Medical cannabis has gained legal status in a majority of states and is widely utilized for treating various health conditions, including depression, pain, anxiety, and attention-deficit/hyperactivity disorder. However, despite its widespread use, there is a significant lack of comprehensive data on the efficacy of cannabis as a therapeutic option. To address this information gap, a groundbreaking National Cannabis Study is set to commence, tracking the responses of approximately 10,000 patients to cannabis treatment. This initiative, forming part of the larger Cannabis and Health Research Initiative, aims to generate valuable insights by combining data from observational studies, electronic medical records, and a cohort of medicinal cannabis users.

The Research Initiative

The team behind the initiative, led by Ryan Vandrey, a professor of psychiatry and behavioral sciences at the Johns Hopkins University School of Medicine, seeks to unravel the health impacts of therapeutic cannabis use.
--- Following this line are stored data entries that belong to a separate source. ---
//! Point-in-time snapshots of a process's virtual memory mappings.
//!
//! The snapshot relates virtual addresses in the trace to on-disk binaries,
//! so a decoder can recover the instruction stream later. It is taken once,
//! before tracing starts; a target that has already mapped or unmapped code
//! since then cannot be decoded reliably.

use std::fs;
use std::io::{self, Write};
use std::os::unix::fs::OpenOptionsExt;
use std::path::Path;

use nix::unistd::Pid;
use tracing::debug;

use crate::error::{Error, Result};

/// Copy `/proc/<pid>/maps` to `path`.
///
/// The destination is created fresh with mode `0600` and must not already
/// exist. Fails if the target process is gone or on any I/O error.
pub fn snapshot(pid: Pid, path: &Path) -> Result<()> {
    debug!(%pid, path = %path.display(), "snapshotting memory map");

    copy_maps(pid, path).map_err(|source| Error::MapSnapshot {
        pid,
        path: path.to_owned(),
        source,
    })
}

fn copy_maps(pid: Pid, path: &Path) -> io::Result<()> {
    let maps = fs::read(format!("/proc/{}/maps", pid))?;

    let mut out = fs::OpenOptions::new()
        .write(true)
        .create_new(true)
        .mode(0o600)
        .open(path)?;
    out.write_all(&maps)?;

    Ok(())
}

#[cfg(test)]
mod tests {
    use std::os::unix::fs::PermissionsExt;

    use super::*;

    fn own_pid() -> Pid {
        Pid::from_raw(std::process::id() as i32)
    }

    #[test]
    fn test_snapshot_own_maps() {
        let dir = tempfile::tempdir().unwrap();
        let path = dir.path().join("maps");

        snapshot(own_pid(), &path).unwrap();

        let meta = fs::metadata(&path).unwrap();
        assert!(meta.len() > 0);
        assert_eq!(meta.permissions().mode() & 0o777, 0o600);

        // Sanity: the copy looks like a mapping list.
        let text = fs::read_to_string(&path).unwrap();
        assert!(text.lines().any(|line| line.contains("r-xp") || line.contains("rw-p")));
    }

    #[test]
    fn test_snapshot_missing_process() {
        let dir = tempfile::tempdir().unwrap();
        let path = dir.path().join("maps");

        // Linux pids are capped well below i32::MAX, so this cannot exist.
        let err = snapshot(Pid::from_raw(i32::MAX), &path).unwrap_err();
        assert!(matches!(err, Error::MapSnapshot { .. }));
        assert!(!path.exists());
    }

    #[test]
    fn test_snapshot_refuses_to_clobber() {
        let dir = tempfile::tempdir().unwrap();
        let path = dir.path().join("maps");
        fs::write(&path, b"precious").unwrap();

        let err = snapshot(own_pid(), &path).unwrap_err();
        assert!(matches!(err, Error::MapSnapshot { .. }));
        assert_eq!(fs::read(&path).unwrap(), b"precious");
    }
}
Vandrey emphasizes the scarcity of high-quality data available for cannabis compared to other medicines and underscores the mission of the research to provide a foundation for understanding the effectiveness and potential risks associated with different cannabis products in various populations and for different therapeutic purposes.

Collaborating with experts such as Johannes Thrul, an associate professor of mental health at the Johns Hopkins Bloomberg School of Public Health, and receiving substantial support from the National Institute on Drug Abuse (NIDA) in the form of a five-year, $10 million grant, the research initiative is well-positioned to make significant strides in understanding the nuances of medical cannabis use.
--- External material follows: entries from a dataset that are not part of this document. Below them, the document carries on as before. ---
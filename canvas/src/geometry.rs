//! Horizon geometry: the tangent from an observer to the planet circle.
//!
//! All inputs and outputs are in simulation units. Only one of the two
//! tangents is computed (the one on the clockwise side of the bearing to the
//! planet center); the other is its mirror image.
//!
//! The tangent point is produced relative to the circle's own origin. Every
//! caller passes the planet circle, which sits on the simulation origin, so
//! the relative point is also the absolute one. Reusing these functions for
//! a circle off the origin requires translating the result by `(c.x, c.y)`.

#[cfg(test)]
#[path = "geometry_test.rs"]
mod geometry_test;

use serde::Serialize;

use crate::camera::Point;

/// A circle in simulation units.
#[derive(Debug, Clone, Copy, PartialEq)]
pub struct Circle {
    pub x: f64,
    pub y: f64,
    pub radius: f64,
}

/// Sightline from an observer to its horizon.
///
/// Derived data: a new result replaces the old one whenever the observer is
/// recomputed.
#[derive(Debug, Clone, Copy, PartialEq, Serialize)]
pub struct HorizonResult {
    /// Where the sightline touches the planet.
    pub intersect_point: Point,
    /// Length of the sightline in simulation units.
    pub distance: f64,
    /// Angle between the sightline and the horizontal, in degrees (0 to 90).
    pub angle_degrees: f64,
}

impl HorizonResult {
    /// Whether every component is a finite number.
    #[must_use]
    pub fn is_finite(&self) -> bool {
        self.intersect_point.x.is_finite()
            && self.intersect_point.y.is_finite()
            && self.distance.is_finite()
            && self.angle_degrees.is_finite()
    }
}

/// Tangent point on `c` of a line through `p`.
///
/// NaN when `p` lies inside the circle; callers keep observers at or above
/// the surface.
#[must_use]
pub fn tangent_point(c: Circle, p: Point) -> Point {
    let dx = c.x - p.x;
    let dy = c.y - p.y;
    let dd = dx.hypot(dy);
    let a = (c.radius / dd).asin();
    let b = dy.atan2(dx);

    let t = b - a;
    Point { x: c.radius * t.sin(), y: c.radius * -t.cos() }
}

/// Full horizon data for an observer at `p`: tangent point, sightline length,
/// and depression angle.
///
/// An observer on the surface has a zero-length sightline and a zero angle.
#[must_use]
pub fn horizon(c: Circle, p: Point) -> HorizonResult {
    let intersect_point = tangent_point(c, p);

    let dx = p.x - intersect_point.x;
    let distance = p.distance_to(intersect_point);

    let angle_degrees = if distance.abs() < f64::EPSILON {
        0.0
    } else {
        (dx.abs() / distance).clamp(0.0, 1.0).acos().to_degrees()
    };

    HorizonResult { intersect_point, distance, angle_degrees }
}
The study aims to collect data from a diverse group of around 10,000 patients, tracking their journey from cannabis naivety to a year or more of medical cannabis use. Multiple assessments will be conducted, with a focus on the initial stages of cannabis use when patients are likely to experiment with different products to find those most effective for their symptoms. The database will encompass crucial variables, including the chemical composition of cannabis products, delivery methods (smoking vs. edibles), interactions with other medications, and dosage details.

Potential Impact

Beyond aiding clinical decision-making, the registry established through this study could play a pivotal role in shaping policies and regulatory structures for medical cannabis use. Additionally, the wealth of data gathered may prove invaluable for designing clinical trials and advancing basic science research in the field. Ryan Vandrey stresses the vast diversity within the umbrella term “cannabis” and expresses the initiative's commitment to narrowing the focus, identifying promising areas, and directing scientific efforts toward those areas with the greatest potential for positive impact.
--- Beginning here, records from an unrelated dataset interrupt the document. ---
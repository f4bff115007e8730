//! Observer model: observer records, their derived horizon data, and the
//! append-only registry that owns them.
//!
//! An observer is entered in kilometers (height above the surface and
//! horizontal offset) and placed in simulation space using the planet's
//! current scale. The placement and its horizon are cached on the record and
//! replaced wholesale by [`ObserverRegistry::recompute_all`] whenever the
//! planet radius changes. The renderer reads placements via
//! [`ObserverRegistry::iter`]; the details panel reads
//! [`ObserverRegistry::summary`].

#[cfg(test)]
#[path = "doc_test.rs"]
mod doc_test;

use std::fmt;

use serde::Serialize;

use crate::camera::Point;
use crate::geometry::{HorizonResult, horizon};
use crate::planet::Planet;

/// Position of an observer in the registry; also its display number.
pub type ObserverId = usize;

/// An observer and its sightline.
#[derive(Debug, Clone, Serialize)]
pub struct Observer {
    /// Height above the surface in kilometers, as entered.
    pub height_km: f64,
    /// Horizontal offset in kilometers, as entered.
    pub offset_km: f64,
    /// Placement in simulation units; derived from the fields above.
    pub sim_point: Point,
    /// Sightline for `sim_point`; derived.
    pub horizon: HorizonResult,
    /// CSS color for the markers.
    pub color: String,
}

impl Observer {
    /// Place an observer on `planet`. Height and offset are expected to have
    /// passed [`crate::validate`].
    #[must_use]
    pub fn new(planet: &Planet, height_km: f64, offset_km: f64, color: String) -> Self {
        let sim_point = place(planet, height_km, offset_km);
        let horizon = horizon(planet.circle(), sim_point);
        debug_assert!(horizon.is_finite(), "observer placed out of range: {height_km}km, {offset_km}km");
        Self { height_km, offset_km, sim_point, horizon, color }
    }

    /// Re-derive the placement and horizon from the stored kilometers.
    pub fn recompute(&mut self, planet: &Planet) {
        self.sim_point = place(planet, self.height_km, self.offset_km);
        self.horizon = horizon(planet.circle(), self.sim_point);
        debug_assert!(self.horizon.is_finite(), "observer pushed out of range by a rescale");
    }
}

/// Whether an observer at these kilometers gets a finite placement and
/// sightline on `planet`, and a finite distance back in kilometers.
#[must_use]
pub fn fits(planet: &Planet, height_km: f64, offset_km: f64) -> bool {
    let at = place(planet, height_km, offset_km);
    let sightline = horizon(planet.circle(), at);
    at.x.is_finite()
        && at.y.is_finite()
        && sightline.is_finite()
        && planet.converter().to_represented(sightline.distance).is_finite()
}

/// Simulation-space point for an observer. Canvas y grows downward, so
/// "above the top of the planet" is negative y.
fn place(planet: &Planet, height_km: f64, offset_km: f64) -> Point {
    let conv = planet.converter();
    Point { x: conv.to_sim(offset_km), y: -(conv.to_sim(height_km) + planet.sim_radius()) }
}

/// Human-facing numbers for one observer, in kilometers and degrees.
#[derive(Debug, Clone, PartialEq, Serialize)]
pub struct ObserverSummary {
    pub id: ObserverId,
    pub height_km: f64,
    pub offset_km: f64,
    pub color: String,
    /// Sightline length converted back to kilometers.
    pub distance_km: f64,
    pub angle_degrees: f64,
}

impl fmt::Display for ObserverSummary {
    fn fmt(&self, f: &mut fmt::Formatter<'_>) -> fmt::Result {
        write!(
            f,
            "Point #{} - Height: {}km | Distance to horizon: {:.2}km | Angle to horizon: {:.2} degrees",
            self.id, self.height_km, self.distance_km, self.angle_degrees
        )
    }
}

/// Append-only, index-ordered store of observers.
///
/// Observers are never removed or reordered, so an [`ObserverId`] handed out
/// by [`ObserverRegistry::add`] names the same observer for the whole session.
#[derive(Debug, Default)]
pub struct ObserverRegistry {
    observers: Vec<Observer>,
}

impl ObserverRegistry {
    /// Create an empty registry.
    #[must_use]
    pub fn new() -> Self {
        Self { observers: Vec::new() }
    }

    /// Place a new observer on `planet` and append it. Returns its id.
    pub fn add(&mut self, planet: &Planet, height_km: f64, offset_km: f64, color: impl Into<String>) -> ObserverId {
        let id = self.observers.len();
        self.observers.push(Observer::new(planet, height_km, offset_km, color.into()));
        id
    }

    /// First observer, in id order, that would not fit on `planet`.
    #[must_use]
    pub fn first_out_of_range(&self, planet: &Planet) -> Option<ObserverId> {
        self.observers.iter().position(|o| !fits(planet, o.height_km, o.offset_km))
    }

    /// Recompute every observer against the planet's current scale, in order.
    pub fn recompute_all(&mut self, planet: &Planet) {
        for observer in &mut self.observers {
            observer.recompute(planet);
        }
    }

    /// Return a reference to an observer by id.
    #[must_use]
    pub fn get(&self, id: ObserverId) -> Option<&Observer> {
        self.observers.get(id)
    }

    /// Observers in id order.
    pub fn iter(&self) -> impl Iterator<Item = &Observer> {
        self.observers.iter()
    }

    /// Kilometer/degree summary of one observer, using the planet's current scale.
    #[must_use]
    pub fn summary(&self, planet: &Planet, id: ObserverId) -> Option<ObserverSummary> {
        let observer = self.observers.get(id)?;
        let conv = planet.converter();
        Some(ObserverSummary {
            id,
            height_km: observer.height_km,
            offset_km: observer.offset_km,
            color: observer.color.clone(),
            distance_km: conv.to_represented(observer.horizon.distance),
            angle_degrees: observer.horizon.angle_degrees,
        })
    }

    /// Summaries of every observer in id order.
    #[must_use]
    pub fn summaries(&self, planet: &Planet) -> Vec<ObserverSummary> {
        (0..self.observers.len()).filter_map(|id| self.summary(planet, id)).collect()
    }

    /// One-line description of an observer for the details panel.
    #[must_use]
    pub fn describe(&self, planet: &Planet, id: ObserverId) -> Option<String> {
        self.summary(planet, id).map(|summary| summary.to_string())
    }

    /// Number of observers.
    #[must_use]
    pub fn len(&self) -> usize {
        self.observers.len()
    }

    /// Returns `true` if no observer has been added.
    #[must_use]
    pub fn is_empty(&self) -> bool {
        self.observers.is_empty()
    }
}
The National Cannabis Study, supported by the Cannabis and Health Research Initiative and funded by NIDA, represents a significant step forward in addressing the dearth of quality data on the therapeutic use of cannabis. As the research progresses, it holds the promise of not only enhancing our understanding of the health impacts of medical cannabis but also contributing to the development of evidence-based practices, regulatory guidelines, and further scientific exploration in this rapidly evolving field.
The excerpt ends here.